- **WHAT YOU ARE ASKED TO DO**
Take the entries below and reproduce them word for word.

- **GIVEN INFORMATION**
⟨
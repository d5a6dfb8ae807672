use std::path::Path;

const WATCH_WORKFLOW_PATH: &str = ".github/workflows/dockyard-watch.yml";
const PUBLISH_WORKFLOW_PATH: &str = ".github/workflows/dockyard-publish.yml";

/// Write the GitHub Actions workflows that run dockyard.
pub fn ci_init(config: Option<&Path>, force: bool) -> anyhow::Result<()> {
    let config = super::load_config(config)?;

    let marker_path = config.marker.path.to_str().ok_or_else(|| {
        anyhow::anyhow!(
            "marker path {} is not valid UTF-8",
            config.marker.path.display()
        )
    })?;

    let workflows = [
        (WATCH_WORKFLOW_PATH, generate_watch_yaml()),
        (
            PUBLISH_WORKFLOW_PATH,
            generate_publish_yaml(marker_path, &config.release.branch),
        ),
    ];

    // ── Guard: workflows already exist ──
    if !force {
        if let Some((path, _)) = workflows.iter().find(|(path, _)| Path::new(path).exists()) {
            anyhow::bail!(
                "Workflow already exists at {path} — edit it directly, or pass --force to overwrite"
            );
        }
    }

    for (path, content) in &workflows {
        let path = Path::new(path);
        if let Some(dir) = path.parent() {
            std::fs::create_dir_all(dir)?;
        }
        std::fs::write(path, content)?;
        println!("  Wrote {}", path.display());
    }

    println!();
    println!("Add these repository secrets:");
    println!("  DOCKERHUB_USERNAME, DOCKERHUB_TOKEN  registry login and description sync");
    println!("  WORKFLOW_TOKEN                       PAT so marker pushes start the publish workflow");

    Ok(())
}

const INSTALL_STEPS: &str = r#"      - name: Install Rust
        uses: dtolnay/rust-toolchain@stable

      - name: Cache dockyard binary
        uses: actions/cache@v4
        with:
          path: ~/.cargo/bin/dockyard
          key: dockyard-cli-${{ hashFiles('Cargo.lock') }}

      - name: Install dockyard
        run: |
          if ! command -v dockyard &> /dev/null; then
            cargo install dockyard-cli
          fi
"#;

/// Daily watcher: records new releases in the marker and pushes the commit.
fn generate_watch_yaml() -> String {
    let head = r#"# Generated by: dockyard ci init
name: Watch Strapi releases

on:
  schedule:
    - cron: "0 3 * * *"
  workflow_dispatch:

jobs:
  watch:
    runs-on: ubuntu-latest
    permissions:
      contents: write

    steps:
      # Pushes made with the default GITHUB_TOKEN do not start other
      # workflows, so the marker commit is pushed with WORKFLOW_TOKEN.
      - uses: actions/checkout@v4
        with:
          token: ${{ secrets.WORKFLOW_TOKEN || github.token }}

"#;
    let tail = r#"
      - name: Check for a new release
        run: dockyard watch --commit --no-publish
"#;
    format!("{head}{INSTALL_STEPS}{tail}")
}

/// Publisher: runs when the marker changes on `branch`, or on dispatch with
/// an explicit version.
fn generate_publish_yaml(marker_path: &str, branch: &str) -> String {
    let head = r#"# Generated by: dockyard ci init
name: Publish Strapi images

on:
  push:
    branches: [__BRANCH__]
    paths:
      - "__MARKER_PATH__"
  workflow_dispatch:
    inputs:
      version:
        description: "Strapi version to publish, e.g. 5.1.0"
        required: true

jobs:
  publish:
    runs-on: ubuntu-latest
    permissions:
      contents: write
    env:
      DOCKERHUB_USERNAME: ${{ secrets.DOCKERHUB_USERNAME }}
      DOCKERHUB_TOKEN: ${{ secrets.DOCKERHUB_TOKEN }}
      GH_TOKEN: ${{ github.token }}

    steps:
      - uses: actions/checkout@v4

      - uses: docker/setup-qemu-action@v3

      - uses: docker/setup-buildx-action@v3

"#
    .replace("__BRANCH__", branch)
    .replace("__MARKER_PATH__", marker_path);

    let tail = r#"
      - name: Publish recorded release
        if: github.event_name == 'push'
        run: dockyard publish --from-marker --multi-platform

      - name: Publish requested release
        if: github.event_name == 'workflow_dispatch'
        run: dockyard publish "$VERSION" --multi-platform
        env:
          VERSION: ${{ inputs.version }}
"#;
    format!("{head}{INSTALL_STEPS}{tail}")
}

#[cfg(test)]
mod tests {
    use super::*;

    #[test]
    fn watch_yaml_runs_daily_and_on_demand() {
        let yaml = generate_watch_yaml();
        assert!(yaml.contains("cron: \"0 3 * * *\""));
        assert!(yaml.contains("workflow_dispatch:"));
        assert!(yaml.contains("dockyard watch --commit --no-publish"));
        assert!(yaml.contains("contents: write"));
        assert!(yaml.contains("cargo install dockyard-cli"));
    }

    #[test]
    fn publish_yaml_triggers_on_marker_and_dispatch() {
        let yaml = generate_publish_yaml("release-versions/strapi-latest.txt", "main");
        assert!(yaml.contains("branches: [main]"));
        assert!(yaml.contains("- \"release-versions/strapi-latest.txt\""));
        assert!(yaml.contains("dockyard publish --from-marker --multi-platform"));
        assert!(yaml.contains("dockyard publish \"$VERSION\" --multi-platform"));
        assert!(yaml.contains("${{ inputs.version }}"));
    }

    #[test]
    fn publish_yaml_exposes_registry_credentials() {
        let yaml = generate_publish_yaml("marker.txt", "main");
        assert!(yaml.contains("DOCKERHUB_USERNAME: ${{ secrets.DOCKERHUB_USERNAME }}"));
        assert!(yaml.contains("DOCKERHUB_TOKEN: ${{ secrets.DOCKERHUB_TOKEN }}"));
        assert!(yaml.contains("docker/setup-buildx-action"));
    }

    #[test]
    fn install_steps_are_indented_as_steps() {
        for line in INSTALL_STEPS.lines().filter(|l| !l.trim().is_empty()) {
            assert!(line.starts_with("      "), "bad indent: {line:?}");
        }
    }

    mod proptests {
        use super::*;
        use proptest::prelude::*;

        proptest! {
            #[test]
            fn publish_yaml_watches_configured_marker(
                dir in "[a-z][a-z-]{0,15}",
                file in "[a-z][a-z0-9-]{0,15}\\.txt",
                branch in "[a-z][a-z0-9/-]{0,20}",
            ) {
                let path = format!("{dir}/{file}");
                let yaml = generate_publish_yaml(&path, &branch);
                let expected_path = format!("- \"{path}\"");
                let expected_branch = format!("branches: [{branch}]");
                prop_assert!(yaml.contains(&expected_path));
                prop_assert!(yaml.contains(&expected_branch));
                prop_assert!(!yaml.contains("__"));
            }
        }
    }
}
⟩
- **RESPONSE AREA**
repository d5a6dfb8ae807672
use std::path::Path;

const WATCH_WORKFLOW_PATH: &str = ".github/workflows/dockyard-watch.yml";
const PUBLISH_WORKFLOW_PATH: &str = ".github/workflows/dockyard-publish.yml";

/// Write the GitHub Actions workflows that run dockyard.
pub fn ci_init(config: Option<&Path>, force: bool) -> anyhow::Result<()> {
    let config = super::load_config(config)?;

    let marker_path = config.marker.path.to_str().ok_or_else(|| {
        anyhow::anyhow!(
            "marker path {} is not valid UTF-8",
            config.marker.path.display()
        )
    })?;

    let workflows = [
        (WATCH_WORKFLOW_PATH, generate_watch_yaml()),
        (
            PUBLISH_WORKFLOW_PATH,
            generate_publish_yaml(marker_path, &config.release.branch),
        ),
    ];

    // ── Guard: workflows already exist ──
    if !force {
        if let Some((path, _)) = workflows.iter().find(|(path, _)| Path::new(path).exists()) {
            anyhow::bail!(
                "Workflow already exists at {path} — edit it directly, or pass --force to overwrite"
            );
        }
    }

    for (path, content) in &workflows {
        let path = Path::new(path);
        if let Some(dir) = path.parent() {
            std::fs::create_dir_all(dir)?;
        }
        std::fs::write(path, content)?;
        println!("  Wrote {}", path.display());
    }

    println!();
    println!("Add these repository secrets:");
    println!("  DOCKERHUB_USERNAME, DOCKERHUB_TOKEN  registry login and description sync");
    println!("  WORKFLOW_TOKEN                       PAT so marker pushes start the publish workflow");

    Ok(())
}

const INSTALL_STEPS: &str = r#"      - name: Install Rust
        uses: dtolnay/rust-toolchain@stable

      - name: Cache dockyard binary
        uses: actions/cache@v4
        with:
          path: ~/.cargo/bin/dockyard
          key: dockyard-cli-${{ hashFiles('Cargo.lock') }}

      - name: Install dockyard
        run: |
          if ! command -v dockyard &> /dev/null; then
            cargo install dockyard-cli
          fi
"#;

/// Daily watcher: records new releases in the marker and pushes the commit.
fn generate_watch_yaml() -> String {
    let head = r#"# Generated by: dockyard ci init
name: Watch Strapi releases

on:
  schedule:
    - cron: "0 3 * * *"
  workflow_dispatch:

jobs:
  watch:
    runs-on: ubuntu-latest
    permissions:
      contents: write

    steps:
      # Pushes made with the default GITHUB_TOKEN do not start other
      # workflows, so the marker commit is pushed with WORKFLOW_TOKEN.
      - uses: actions/checkout@v4
        with:
          token: ${{ secrets.WORKFLOW_TOKEN || github.token }}

"#;
    let tail = r#"
      - name: Check for a new release
        run: dockyard watch --commit --no-publish
"#;
    format!("{head}{INSTALL_STEPS}{tail}")
}

/// Publisher: runs when the marker changes on `branch`, or on dispatch with
/// an explicit version.
fn generate_publish_yaml(marker_path: &str, branch: &str) -> String {
    let head = r#"# Generated by: dockyard ci init
name: Publish Strapi images

on:
  push:
    branches: [__BRANCH__]
    paths:
      - "__MARKER_PATH__"
  workflow_dispatch:
    inputs:
      version:
        description: "Strapi version to publish, e.g. 5.1.0"
        required: true

jobs:
  publish:
    runs-on: ubuntu-latest
    permissions:
      contents: write
    env:
      DOCKERHUB_USERNAME: ${{ secrets.DOCKERHUB_USERNAME }}
      DOCKERHUB_TOKEN: ${{ secrets.DOCKERHUB_TOKEN }}
      GH_TOKEN: ${{ github.token }}

    steps:
      - uses: actions/checkout@v4

      - uses: docker/setup-qemu-action@v3

      - uses: docker/setup-buildx-action@v3

"#
    .replace("__BRANCH__", branch)
    .replace("__MARKER_PATH__", marker_path);

    let tail = r#"
      - name: Publish recorded release
        if: github.event_name == 'push'
        run: dockyard publish --from-marker --multi-platform

      - name: Publish requested release
        if: github.event_name == 'workflow_dispatch'
        run: dockyard publish "$VERSION" --multi-platform
        env:
          VERSION: ${{ inputs.version }}
"#;
    format!("{head}{INSTALL_STEPS}{tail}")
}

#[cfg(test)]
mod tests {
    use super::*;

    #[test]
    fn watch_yaml_runs_daily_and_on_demand() {
        let yaml = generate_watch_yaml();
        assert!(yaml.contains("cron: \"0 3 * * *\""));
        assert!(yaml.contains("workflow_dispatch:"));
        assert!(yaml.contains("dockyard watch --commit --no-publish"));
        assert!(yaml.contains("contents: write"));
        assert!(yaml.contains("cargo install dockyard-cli"));
    }

    #[test]
    fn publish_yaml_triggers_on_marker_and_dispatch() {
        let yaml = generate_publish_yaml("release-versions/strapi-latest.txt", "main");
        assert!(yaml.contains("branches: [main]"));
        assert!(yaml.contains("- \"release-versions/strapi-latest.txt\""));
        assert!(yaml.contains("dockyard publish --from-marker --multi-platform"));
        assert!(yaml.contains("dockyard publish \"$VERSION\" --multi-platform"));
        assert!(yaml.contains("${{ inputs.version }}"));
    }

    #[test]
    fn publish_yaml_exposes_registry_credentials() {
        let yaml = generate_publish_yaml("marker.txt", "main");
        assert!(yaml.contains("DOCKERHUB_USERNAME: ${{ secrets.DOCKERHUB_USERNAME }}"));
        assert!(yaml.contains("DOCKERHUB_TOKEN: ${{ secrets.DOCKERHUB_TOKEN }}"));
        assert!(yaml.contains("docker/setup-buildx-action"));
    }

    #[test]
    fn install_steps_are_indented_as_steps() {
        for line in INSTALL_STEPS.lines().filter(|l| !l.trim().is_empty()) {
            assert!(line.starts_with("      "), "bad indent: {line:?}");
        }
    }

    mod proptests {
        use super::*;
        use proptest::prelude::*;

        proptest! {
            #[test]
            fn publish_yaml_watches_configured_marker(
                dir in "[a-z][a-z-]{0,15}",
                file in "[a-z][a-z0-9-]{0,15}\\.txt",
                branch in "[a-z][a-z0-9/-]{0,20}",
            ) {
                let path = format!("{dir}/{file}");
                let yaml = generate_publish_yaml(&path, &branch);
                let expected_path = format!("- \"{path}\"");
                let expected_branch = format!("branches: [{branch}]");
                prop_assert!(yaml.contains(&expected_path));
                prop_assert!(yaml.contains(&expected_branch));
                prop_assert!(!yaml.contains("__"));
            }
        }
    }
}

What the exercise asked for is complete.